§ TASK INSTRUCTIONS:
Search the entries for the word "Meow". Copy every line that holds it.

(Source data)
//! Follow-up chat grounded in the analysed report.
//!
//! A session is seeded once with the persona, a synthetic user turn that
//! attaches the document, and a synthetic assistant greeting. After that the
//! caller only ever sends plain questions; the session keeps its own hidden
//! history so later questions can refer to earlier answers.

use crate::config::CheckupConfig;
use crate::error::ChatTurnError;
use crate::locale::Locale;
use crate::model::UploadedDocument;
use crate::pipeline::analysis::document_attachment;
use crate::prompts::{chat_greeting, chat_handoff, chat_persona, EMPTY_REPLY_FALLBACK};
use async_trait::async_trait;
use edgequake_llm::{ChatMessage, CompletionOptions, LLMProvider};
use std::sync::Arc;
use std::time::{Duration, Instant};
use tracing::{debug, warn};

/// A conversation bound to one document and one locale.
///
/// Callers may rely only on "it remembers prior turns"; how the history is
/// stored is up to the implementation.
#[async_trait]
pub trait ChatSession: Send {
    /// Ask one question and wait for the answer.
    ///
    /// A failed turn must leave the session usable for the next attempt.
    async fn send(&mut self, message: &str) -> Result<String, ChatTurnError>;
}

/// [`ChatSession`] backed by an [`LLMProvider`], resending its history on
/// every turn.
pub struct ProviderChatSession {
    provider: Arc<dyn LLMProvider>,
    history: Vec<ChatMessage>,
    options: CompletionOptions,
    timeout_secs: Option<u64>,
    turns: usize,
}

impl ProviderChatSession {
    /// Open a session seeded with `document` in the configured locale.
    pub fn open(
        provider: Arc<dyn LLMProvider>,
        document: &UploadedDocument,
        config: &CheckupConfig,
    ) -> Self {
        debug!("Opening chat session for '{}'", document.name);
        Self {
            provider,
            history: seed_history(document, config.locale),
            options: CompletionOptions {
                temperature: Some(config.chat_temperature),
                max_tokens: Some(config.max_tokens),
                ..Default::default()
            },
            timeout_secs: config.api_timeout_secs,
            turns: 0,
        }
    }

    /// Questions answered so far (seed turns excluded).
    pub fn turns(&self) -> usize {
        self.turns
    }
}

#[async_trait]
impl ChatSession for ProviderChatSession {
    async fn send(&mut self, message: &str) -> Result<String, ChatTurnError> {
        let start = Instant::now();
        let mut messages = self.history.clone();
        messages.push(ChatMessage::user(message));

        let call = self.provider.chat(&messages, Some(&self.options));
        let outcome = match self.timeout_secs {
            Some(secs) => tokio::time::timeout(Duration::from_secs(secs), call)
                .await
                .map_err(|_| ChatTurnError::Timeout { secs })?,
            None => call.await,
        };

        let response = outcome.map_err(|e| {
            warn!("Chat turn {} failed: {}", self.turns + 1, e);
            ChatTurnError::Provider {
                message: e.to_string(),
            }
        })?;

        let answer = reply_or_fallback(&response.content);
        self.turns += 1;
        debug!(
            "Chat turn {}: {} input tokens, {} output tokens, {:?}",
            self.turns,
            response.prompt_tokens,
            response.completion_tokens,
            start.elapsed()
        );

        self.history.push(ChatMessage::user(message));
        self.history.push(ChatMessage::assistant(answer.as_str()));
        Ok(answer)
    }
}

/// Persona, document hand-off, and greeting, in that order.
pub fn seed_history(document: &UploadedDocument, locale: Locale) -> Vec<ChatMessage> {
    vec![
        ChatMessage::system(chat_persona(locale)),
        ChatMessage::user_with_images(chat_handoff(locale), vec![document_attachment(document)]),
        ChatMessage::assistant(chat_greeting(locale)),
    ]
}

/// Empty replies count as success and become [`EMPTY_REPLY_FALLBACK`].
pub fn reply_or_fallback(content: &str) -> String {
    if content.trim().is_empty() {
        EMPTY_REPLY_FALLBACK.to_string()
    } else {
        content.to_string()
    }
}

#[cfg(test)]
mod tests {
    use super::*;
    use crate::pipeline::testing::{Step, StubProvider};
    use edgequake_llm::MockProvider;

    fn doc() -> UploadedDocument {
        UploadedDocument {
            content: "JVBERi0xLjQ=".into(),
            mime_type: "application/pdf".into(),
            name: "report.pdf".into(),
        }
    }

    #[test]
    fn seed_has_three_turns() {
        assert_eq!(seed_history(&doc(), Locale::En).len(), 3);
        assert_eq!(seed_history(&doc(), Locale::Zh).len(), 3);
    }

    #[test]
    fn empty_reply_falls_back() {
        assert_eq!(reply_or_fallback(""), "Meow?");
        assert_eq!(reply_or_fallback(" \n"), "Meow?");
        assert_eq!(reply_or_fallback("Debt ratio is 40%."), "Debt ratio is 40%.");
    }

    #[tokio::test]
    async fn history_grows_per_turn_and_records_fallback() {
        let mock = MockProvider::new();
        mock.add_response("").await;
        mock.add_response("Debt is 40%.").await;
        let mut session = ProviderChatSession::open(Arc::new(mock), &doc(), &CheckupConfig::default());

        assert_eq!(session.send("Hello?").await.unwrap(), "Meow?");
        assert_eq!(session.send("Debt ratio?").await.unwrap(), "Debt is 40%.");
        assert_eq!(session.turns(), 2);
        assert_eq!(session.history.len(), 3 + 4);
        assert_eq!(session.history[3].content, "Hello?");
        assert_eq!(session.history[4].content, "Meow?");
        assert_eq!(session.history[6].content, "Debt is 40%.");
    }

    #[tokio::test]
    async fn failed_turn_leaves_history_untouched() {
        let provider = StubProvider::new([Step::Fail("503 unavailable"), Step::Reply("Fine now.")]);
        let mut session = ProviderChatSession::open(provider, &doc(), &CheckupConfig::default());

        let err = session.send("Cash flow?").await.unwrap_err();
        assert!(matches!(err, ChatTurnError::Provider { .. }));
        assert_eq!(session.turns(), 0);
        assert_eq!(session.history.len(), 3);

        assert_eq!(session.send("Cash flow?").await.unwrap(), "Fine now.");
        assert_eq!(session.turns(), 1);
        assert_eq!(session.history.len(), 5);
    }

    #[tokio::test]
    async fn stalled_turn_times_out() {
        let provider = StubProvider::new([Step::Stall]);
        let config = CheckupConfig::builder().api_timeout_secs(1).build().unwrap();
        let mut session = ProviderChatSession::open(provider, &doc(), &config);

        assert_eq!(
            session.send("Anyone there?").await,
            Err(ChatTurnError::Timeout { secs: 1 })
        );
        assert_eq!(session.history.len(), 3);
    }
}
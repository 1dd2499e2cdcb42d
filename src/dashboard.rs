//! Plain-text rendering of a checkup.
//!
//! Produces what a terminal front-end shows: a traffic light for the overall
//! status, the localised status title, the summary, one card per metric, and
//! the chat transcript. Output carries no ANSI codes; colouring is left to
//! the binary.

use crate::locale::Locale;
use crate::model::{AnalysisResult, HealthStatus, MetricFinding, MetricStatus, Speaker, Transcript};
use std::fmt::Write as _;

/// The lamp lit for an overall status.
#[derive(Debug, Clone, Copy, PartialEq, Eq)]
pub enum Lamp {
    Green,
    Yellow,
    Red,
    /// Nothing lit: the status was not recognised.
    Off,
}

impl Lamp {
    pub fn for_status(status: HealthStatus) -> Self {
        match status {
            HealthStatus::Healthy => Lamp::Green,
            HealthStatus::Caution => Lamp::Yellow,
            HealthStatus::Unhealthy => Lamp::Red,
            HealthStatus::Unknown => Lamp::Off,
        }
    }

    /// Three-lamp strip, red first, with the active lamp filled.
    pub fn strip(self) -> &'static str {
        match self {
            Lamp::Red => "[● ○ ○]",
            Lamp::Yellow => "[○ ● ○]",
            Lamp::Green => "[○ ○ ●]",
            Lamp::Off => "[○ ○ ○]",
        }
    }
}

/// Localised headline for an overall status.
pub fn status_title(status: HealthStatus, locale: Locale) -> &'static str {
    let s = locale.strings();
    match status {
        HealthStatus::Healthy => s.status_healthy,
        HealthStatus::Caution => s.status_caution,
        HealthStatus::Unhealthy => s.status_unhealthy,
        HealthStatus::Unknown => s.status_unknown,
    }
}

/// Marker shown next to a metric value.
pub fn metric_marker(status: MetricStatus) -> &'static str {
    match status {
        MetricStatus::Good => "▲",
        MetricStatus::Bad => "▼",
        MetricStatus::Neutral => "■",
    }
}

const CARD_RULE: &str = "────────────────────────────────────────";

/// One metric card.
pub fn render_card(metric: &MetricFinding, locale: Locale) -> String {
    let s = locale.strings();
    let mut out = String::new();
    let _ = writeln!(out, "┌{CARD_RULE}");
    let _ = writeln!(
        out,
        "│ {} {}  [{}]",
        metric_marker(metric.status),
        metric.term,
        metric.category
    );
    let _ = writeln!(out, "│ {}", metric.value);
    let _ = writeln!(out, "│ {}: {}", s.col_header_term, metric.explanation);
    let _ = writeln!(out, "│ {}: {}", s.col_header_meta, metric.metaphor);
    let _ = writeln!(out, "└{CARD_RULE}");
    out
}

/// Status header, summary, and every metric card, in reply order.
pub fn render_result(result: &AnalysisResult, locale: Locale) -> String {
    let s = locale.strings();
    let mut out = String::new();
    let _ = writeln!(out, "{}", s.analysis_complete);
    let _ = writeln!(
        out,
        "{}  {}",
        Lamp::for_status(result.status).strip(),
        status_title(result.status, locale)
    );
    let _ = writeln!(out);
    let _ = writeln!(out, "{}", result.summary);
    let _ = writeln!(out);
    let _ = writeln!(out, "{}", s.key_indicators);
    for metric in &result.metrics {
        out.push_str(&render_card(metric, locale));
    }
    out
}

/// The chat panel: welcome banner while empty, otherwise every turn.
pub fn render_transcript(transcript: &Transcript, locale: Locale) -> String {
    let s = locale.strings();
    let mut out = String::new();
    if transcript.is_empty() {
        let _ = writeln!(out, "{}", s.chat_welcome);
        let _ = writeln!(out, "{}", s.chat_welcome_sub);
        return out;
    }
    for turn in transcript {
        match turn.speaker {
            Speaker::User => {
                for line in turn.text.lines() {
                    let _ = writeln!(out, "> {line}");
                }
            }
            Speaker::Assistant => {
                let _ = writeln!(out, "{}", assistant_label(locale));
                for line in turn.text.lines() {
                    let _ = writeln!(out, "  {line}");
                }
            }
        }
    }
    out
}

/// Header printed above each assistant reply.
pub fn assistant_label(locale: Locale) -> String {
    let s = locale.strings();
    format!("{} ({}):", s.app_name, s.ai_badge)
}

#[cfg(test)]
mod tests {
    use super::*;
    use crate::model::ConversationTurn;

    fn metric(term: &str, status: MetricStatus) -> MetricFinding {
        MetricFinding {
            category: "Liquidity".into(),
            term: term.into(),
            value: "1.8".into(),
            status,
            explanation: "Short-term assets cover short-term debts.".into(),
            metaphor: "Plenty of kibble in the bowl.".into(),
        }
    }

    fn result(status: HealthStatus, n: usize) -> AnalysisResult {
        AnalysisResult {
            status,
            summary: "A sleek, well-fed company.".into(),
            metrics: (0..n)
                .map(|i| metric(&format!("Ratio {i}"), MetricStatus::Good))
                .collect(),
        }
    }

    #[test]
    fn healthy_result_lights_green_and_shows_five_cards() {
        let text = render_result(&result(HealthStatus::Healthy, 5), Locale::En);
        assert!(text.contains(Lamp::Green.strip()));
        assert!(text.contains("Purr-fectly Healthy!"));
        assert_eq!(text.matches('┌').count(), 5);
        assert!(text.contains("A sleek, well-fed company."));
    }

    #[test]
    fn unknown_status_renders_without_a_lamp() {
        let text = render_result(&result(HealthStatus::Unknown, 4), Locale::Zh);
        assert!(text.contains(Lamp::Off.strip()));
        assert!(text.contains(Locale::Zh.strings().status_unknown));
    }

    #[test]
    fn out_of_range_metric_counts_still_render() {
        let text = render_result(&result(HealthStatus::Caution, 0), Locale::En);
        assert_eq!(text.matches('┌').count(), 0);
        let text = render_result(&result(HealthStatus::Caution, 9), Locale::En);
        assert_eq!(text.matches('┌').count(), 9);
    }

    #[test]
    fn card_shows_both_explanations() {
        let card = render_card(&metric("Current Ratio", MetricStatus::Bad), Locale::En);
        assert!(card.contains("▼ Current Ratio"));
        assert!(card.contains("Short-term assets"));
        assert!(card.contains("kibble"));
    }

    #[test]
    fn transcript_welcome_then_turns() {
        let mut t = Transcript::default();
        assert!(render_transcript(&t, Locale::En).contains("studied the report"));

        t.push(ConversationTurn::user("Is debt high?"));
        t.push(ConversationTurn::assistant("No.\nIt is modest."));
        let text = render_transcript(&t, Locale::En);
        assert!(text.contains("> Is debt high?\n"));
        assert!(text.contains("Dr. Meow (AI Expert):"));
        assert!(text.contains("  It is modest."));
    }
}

§ WRITTEN RESPONSE:
        assert_eq!(reply_or_fallback(""), "Meow?");
        assert_eq!(reply_or_fallback(" \n"), "Meow?");
        assert_eq!(session.send("Hello?").await.unwrap(), "Meow?");
        assert_eq!(session.history[4].content, "Meow?");
        assert!(text.contains("Dr. Meow (AI Expert):"));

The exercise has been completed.